Recovery in the offing, timing debatable

By Steven Lamb | August 24, 2009 | Last updated on August 24, 2009
3 min read

What was initially dubbed “The Great Recession” appears to be drawing to a close, about nine months after it was first recognized. The U.S. economic downturn, which cascaded around the globe, officially began in December 2007, but that start date was only announced a year later.

It has been the longest and deepest recession since the Second World War, with 2.3% trimmed from the world real GDP in 2009. But, according to a forecast by IHS Global Insight, 2010 will see real GDP grow by 2.4%, accelerating to 3.4% in 2011.

The global contraction stabilized in the spring as declines in the U.S. and western Europe slowed and emerging Asian economies posted strong growth.

“Massive inventory liquidations in the first half of 2009 have set the stage for rebounds in global production and trade,” wrote IHS Global Insight’s chief economist, Nariman Behravesh, and economist Sara Johnson. “Financial markets have stabilized, and investors’ appetite for risk is returning, although credit will remain relatively tight as banks rebuild their capital positions.”

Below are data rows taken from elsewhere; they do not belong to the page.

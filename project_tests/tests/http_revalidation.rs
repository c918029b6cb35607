//! A resource fetched over HTTP keeps its ETag between fetches, so a manual
//! refetch revalidates instead of downloading again.

use std::sync::atomic::Ordering;
use std::sync::Arc;
use std::time::Duration;

use lib_sync::configs::SyncConfig;
use lib_sync::coordinator::{ResourceDescriptor, ResourceHandle, ResourceSnapshot, UpdateSource};
use lib_sync::retrieve::{http_fetcher, ApiClient};
use project_tests::{http_stub, init_logging, quiet_transport, stack};
use serde_json::json;

async fn wait_until(handle: &ResourceHandle, done: impl Fn(&ResourceSnapshot) -> bool) -> ResourceSnapshot {
    let mut changes = handle.changes();
    let snapshot = tokio::time::timeout(Duration::from_secs(5), changes.wait_for(|s| done(s)))
        .await
        .expect("resource did not settle in time")
        .unwrap()
        .clone();
    snapshot
}

#[tokio::test]
async fn refetch_revalidates_with_the_stored_etag() {
    init_logging();
    let (base_url, hits) = http_stub(json!({"items": [1, 2]}), "\"v1\"").await;
    let rig = stack(SyncConfig {
        transport: quiet_transport(),
        ..SyncConfig::default()
    });
    let client = Arc::new(ApiClient::new(&base_url, None, 0).unwrap());
    let handle = rig.coordinator.register(
        ResourceDescriptor::with_fetcher("items", http_fetcher(client, "items")).without_polling(),
    );

    let first = wait_until(&handle, |s| s.data.is_some() && !s.is_validating).await;
    assert_eq!(first.data, Some(json!({"items": [1, 2]})));
    assert_eq!(first.last_update_source, Some(UpdateSource::Poll));
    assert_eq!(hits.full.load(Ordering::SeqCst), 1);
    assert!(rig.cache.validate_etag("items", "\"v1\"").await);

    handle.refetch();
    let second = wait_until(&handle, |s| s.stats.poll_executions == 2 && !s.is_validating).await;
    assert_eq!(hits.not_modified.load(Ordering::SeqCst), 1);
    assert_eq!(hits.full.load(Ordering::SeqCst), 1);
    assert_eq!(second.data, first.data);
    assert!(second.seq > first.seq);
    assert!(second.error.is_none());
    assert!(rig.cache.validate_etag("items", "\"v1\"").await);

    // Invalidation forgets the validators: full download again.
    handle.invalidate();
    let third = wait_until(&handle, |s| s.stats.poll_executions == 3 && !s.is_validating).await;
    assert_eq!(hits.full.load(Ordering::SeqCst), 2);
    assert_eq!(third.stats.invalidations, 1);
    assert_eq!(third.data, Some(json!({"items": [1, 2]})));
}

Recovery will not be balanced across the world, however, and the think tank says major economies in western and emerging Europe will lag the rapid growth of emerging Asian markets.

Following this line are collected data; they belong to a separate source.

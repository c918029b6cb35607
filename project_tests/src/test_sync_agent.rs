//! # Sync Agent Smoke Check
//!
//! Manual harness against a running `sync_agent`: reads `/health`, lists the
//! tracked resources, asks for a refetch of each and prints what came back.
//!
//! ```text
//! cargo run -p project_tests --bin test_sync_agent -- --base-url http://127.0.0.1:9004/
//! ```

#![forbid(unsafe_code)]
#![warn(rust_2018_idioms, unused_qualifications)]

use clap::Parser;
use lib_sync::retrieve::ApiClient;
use reqwest::Method;
use serde_json::Value;

#[derive(Parser, Debug)]
#[clap(author, version, about, long_about = None)]
struct Args {
    /// Base URL of the agent's status surface
    #[clap(short, long, default_value = "http://127.0.0.1:9004/")]
    base_url: String,
}

#[tokio::main]
async fn main() -> anyhow::Result<()> {
    let args = Args::parse();
    let api = ApiClient::new(&args.base_url, None, 1)?;

    println!("--- Sync agent at {} ---", args.base_url);

    println!("\n[1] Health");
    let health = api.request::<Value, ()>(Method::GET, "health", None, None).await?;
    assert!(health.success, "health returned {}", health.status);
    let health = health.data.unwrap_or_default();
    println!("✅ mode={} connection={}", health["mode"], health["connection"]["status"]);
    println!("   stats={}", health["stats"]);

    println!("\n[2] Resources");
    let listing = api.request::<Vec<Value>, ()>(Method::GET, "resources", None, None).await?;
    let resources = listing.data.unwrap_or_default();
    for resource in &resources {
        println!(
            "   {} source={} seq={} degraded={} error={}",
            resource["key"],
            resource["lastUpdateSource"],
            resource["seq"],
            resource["degraded"],
            resource["error"]
        );
    }

    println!("\n[3] Refetch");
    // 202 carries no body, so these go out on a plain client.
    let plain = reqwest::Client::new();
    let base = reqwest::Url::parse(&args.base_url)?;
    for resource in &resources {
        let Some(key) = resource["key"].as_str() else {
            continue;
        };
        let url = base.join(&format!("resources/{}/refetch", key))?;
        let status = plain.post(url).send().await?.status();
        if status == reqwest::StatusCode::ACCEPTED {
            println!("✅ {} refetch accepted", key);
        } else {
            println!("❌ {} refetch returned {}", key, status);
        }
    }

    println!("\n[4] Unknown key");
    let missing = api
        .request::<Value, ()>(Method::GET, "resources/__missing__", None, None)
        .await?;
    assert_eq!(missing.status, 404);
    println!("✅ unknown resource answered 404");

    println!("\n--- Done ---");
    Ok(())
}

In both Europe and the U.S., consumers are expected to tackle their own debt problems before rebuilding their assets through savings, and this reluctance to invest capital could pose a risk to growth.

“There is a risk that the recovery in some countries could lose steam in the next couple of quarters,” wrote Behravesh and Johnson. “The fiscal stimulus measures in many countries are temporary. Once these effects wear off, sustained recovery will depend on a rebound in consumer spending, housing and business fixed investment in the key economies of the world.”

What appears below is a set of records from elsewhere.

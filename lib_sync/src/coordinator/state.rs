//! Consumer-visible reconciled state and counters.

use std::ops::AddAssign;

use chrono::{DateTime, Utc};
use serde::Serialize;
use serde_json::Value;

/// Which source produced the current value.
#[derive(Debug, Clone, Copy, PartialEq, Eq, Serialize)]
#[serde(rename_all = "lowercase")]
pub enum UpdateSource {
    /// Local cache read.
    Cache,
    /// Push notification.
    Push,
    /// Any fetch: scheduled poll, manual refetch, invalidation or fallback refresh.
    Poll,
}

/// Running counters for one resource, or summed over all of them.
#[derive(Debug, Clone, Copy, Default, PartialEq, Eq, Serialize)]
#[serde(rename_all = "camelCase")]
pub struct SyncStats {
    pub cache_hits: u64,
    pub cache_misses: u64,
    pub push_updates: u64,
    pub poll_executions: u64,
    pub poll_failures: u64,
    /// Updates dropped because a later-requested update was already applied.
    pub stale_discarded: u64,
    pub invalidations: u64,
    pub fallback_refreshes: u64,
}

impl SyncStats {
    /// Hits over lookups, `0.0` before the first lookup.
    pub fn cache_hit_rate(&self) -> f64 {
        let lookups = self.cache_hits + self.cache_misses;
        if lookups == 0 {
            0.0
        } else {
            self.cache_hits as f64 / lookups as f64
        }
    }
}

impl AddAssign for SyncStats {
    fn add_assign(&mut self, other: Self) {
        self.cache_hits += other.cache_hits;
        self.cache_misses += other.cache_misses;
        self.push_updates += other.push_updates;
        self.poll_executions += other.poll_executions;
        self.poll_failures += other.poll_failures;
        self.stale_discarded += other.stale_discarded;
        self.invalidations += other.invalidations;
        self.fallback_refreshes += other.fallback_refreshes;
    }
}

/// The reconciled view of one resource.
#[derive(Debug, Clone, PartialEq, Serialize)]
#[serde(rename_all = "camelCase")]
pub struct ResourceSnapshot {
    pub key: String,
    /// `None` until any source has produced a value.
    pub data: Option<Value>,
    /// No value yet and one is being produced.
    pub is_loading: bool,
    /// A fetch is in flight.
    pub is_validating: bool,
    pub last_update_source: Option<UpdateSource>,
    pub last_update_time: Option<DateTime<Utc>>,
    /// Sequence number of the applied update.
    pub seq: u64,
    /// Set while the push transport has given up and fallback refreshes run.
    pub degraded: bool,
    /// Message of the most recent failed fetch, cleared by the next applied update.
    pub error: Option<String>,
    pub cache_hit_rate: f64,
    pub stats: SyncStats,
}

impl ResourceSnapshot {
    pub(crate) fn initial(key: &str) -> Self {
        Self {
            key: key.to_string(),
            data: None,
            is_loading: true,
            is_validating: false,
            last_update_source: None,
            last_update_time: None,
            seq: 0,
            degraded: false,
            error: None,
            cache_hit_rate: 0.0,
            stats: SyncStats::default(),
        }
    }
}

The recession may rear its head again. New York University economics professor Nouriel Roubini has warned of a “double-dip” recession, suggesting that the current upswing is merely the eye of the economic hurricane.

In an opinion piece in the Financial Times, Roubini admits that a recovery is already underway in the emerging markets and a handful of developed economies (notably Australia, Germany, France and Japan). But for the U.S., Britain and the rest of the eurozone economies, he says the economy will bottom out in the second half of 2009. There will not even be a whiff of recovery until 2010, at the earliest.

Read: The risk of a double-dip recession is rising.

That recovery, he says, “will be U-shaped, anemic and below trend for at least a couple of years, after a couple of quarters of rapid growth driven by the restocking of inventories and a recovery of production from near-depression levels.”

The problems with the U.S. banking system have not been solved, he points out; they’ve simply been shifted onto the balance sheet of the government in the short term and onto the backs of the taxpayers in the long term.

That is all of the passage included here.